## DESCRIPTION OF THE TASK
Report every line of the records below that includes the string "ident".

## PROVIDED DATA
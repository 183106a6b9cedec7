/// Builds a [`Router`](crate::Router) from a route table.
///
/// ```
/// use pathtree::{router, Method, Router};
///
/// let router: Router<u8> = router! {
///     GET "/u/:id" => 1,
///     [GET, POST] "/u/:id/posts" => 2,
///     ANY "/health" => 3,
/// };
///
/// assert_eq!(*router.find(&Method::GET, "/u/7").unwrap().0, 1);
/// assert_eq!(*router.find(&Method::POST, "/u/7/posts").unwrap().0, 2);
/// assert_eq!(*router.find(&Method::DELETE, "/health").unwrap().0, 3);
/// ```
#[macro_export]
macro_rules! router {
    {@entry $router:expr, ANY, $pattern:expr, $data:expr} => {
        $router.insert($pattern, &[], $data)
    };
    {@entry $router:expr, [$($method:ident),+], $pattern:expr, $data:expr} => {
        $router.insert($pattern, &[$($crate::Method::$method),+], $data)
    };
    {@entry $router:expr, $method:ident, $pattern:expr, $data:expr} => {
        $router.insert($pattern, &[$crate::Method::$method], $data)
    };

    {$($method:tt $pattern:expr => $data:expr),+ $(,)?} => {{
        let mut __router = $crate::Router::new();
        $($crate::router!(@entry __router, $method, $pattern, $data);)+
        __router
    }};
}
use pathtree::params::{get_value, get_values};
use pathtree::router_service;

use std::convert::Infallible as Never;

use hyper::service::make_service_fn;
use hyper::{Body, Request, Response};

async fn not_found(req: Request<Body>) -> Result<Response<Body>, Never> {
    tracing::info!(method = %req.method(), path = req.uri().path(), "not found");
    let mut res = Response::new(Body::from("404 Not Found"));
    *res.status_mut() = hyper::StatusCode::NOT_FOUND;
    Ok(res)
}

async fn hello(req: Request<Body>) -> Result<Response<Body>, Never> {
    let name = get_value("name", &req, 0);
    Ok(Response::new(Body::from(format!("hello, {}!", name))))
}

async fn pair(req: Request<Body>) -> Result<Response<Body>, Never> {
    let ids = get_values("uuid", &req).join(" & ");
    Ok(Response::new(Body::from(format!("pair: {}", ids))))
}

async fn file(req: Request<Body>) -> Result<Response<Body>, Never> {
    let path = get_value("filepath", &req, 0);
    Ok(Response::new(Body::from(format!("access file: {}", path))))
}

#[tokio::main]
async fn main() {
    tracing_subscriber::fmt()
        .with_env_filter(tracing_subscriber::EnvFilter::from_default_env())
        .init();

    let service = router_service! {
        GET "/hello/:name" => hello,
        GET "/pair/:uuid/:uuid" => pair,
        [GET, HEAD] "/api/v1/file/*filepath" => file;
        _ => not_found
    };

    let make = make_service_fn(move |_| {
        let service = service.clone();
        async move { Ok::<_, Never>(service) }
    });

    let addr = ([127, 0, 0, 1], 3000).into();
    let server = hyper::Server::bind(&addr).serve(make);

    println!("Server is listening on: http://{}", addr);
    println!("hello: http://{}/hello/world", addr);
    println!(
        "pair: http://{}/pair/78F204D2-26D9-409F-BE81-2E5D061E1FA1/33A7B724-1498-4A5A-B29B-AD4E31824234",
        addr
    );
    println!("api: http://{}/api/v1/file/path/to/public/file", addr);
    println!("404: http://{}/other/path", addr);
    println!();

    if let Err(e) = server.await {
        eprintln!("server error: {}", e);
    }
}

## RESULT OF THIS TASK
    {@entry $router:expr, [$($method:ident),+], $pattern:expr, $data:expr} => {
    {@entry $router:expr, $method:ident, $pattern:expr, $data:expr} => {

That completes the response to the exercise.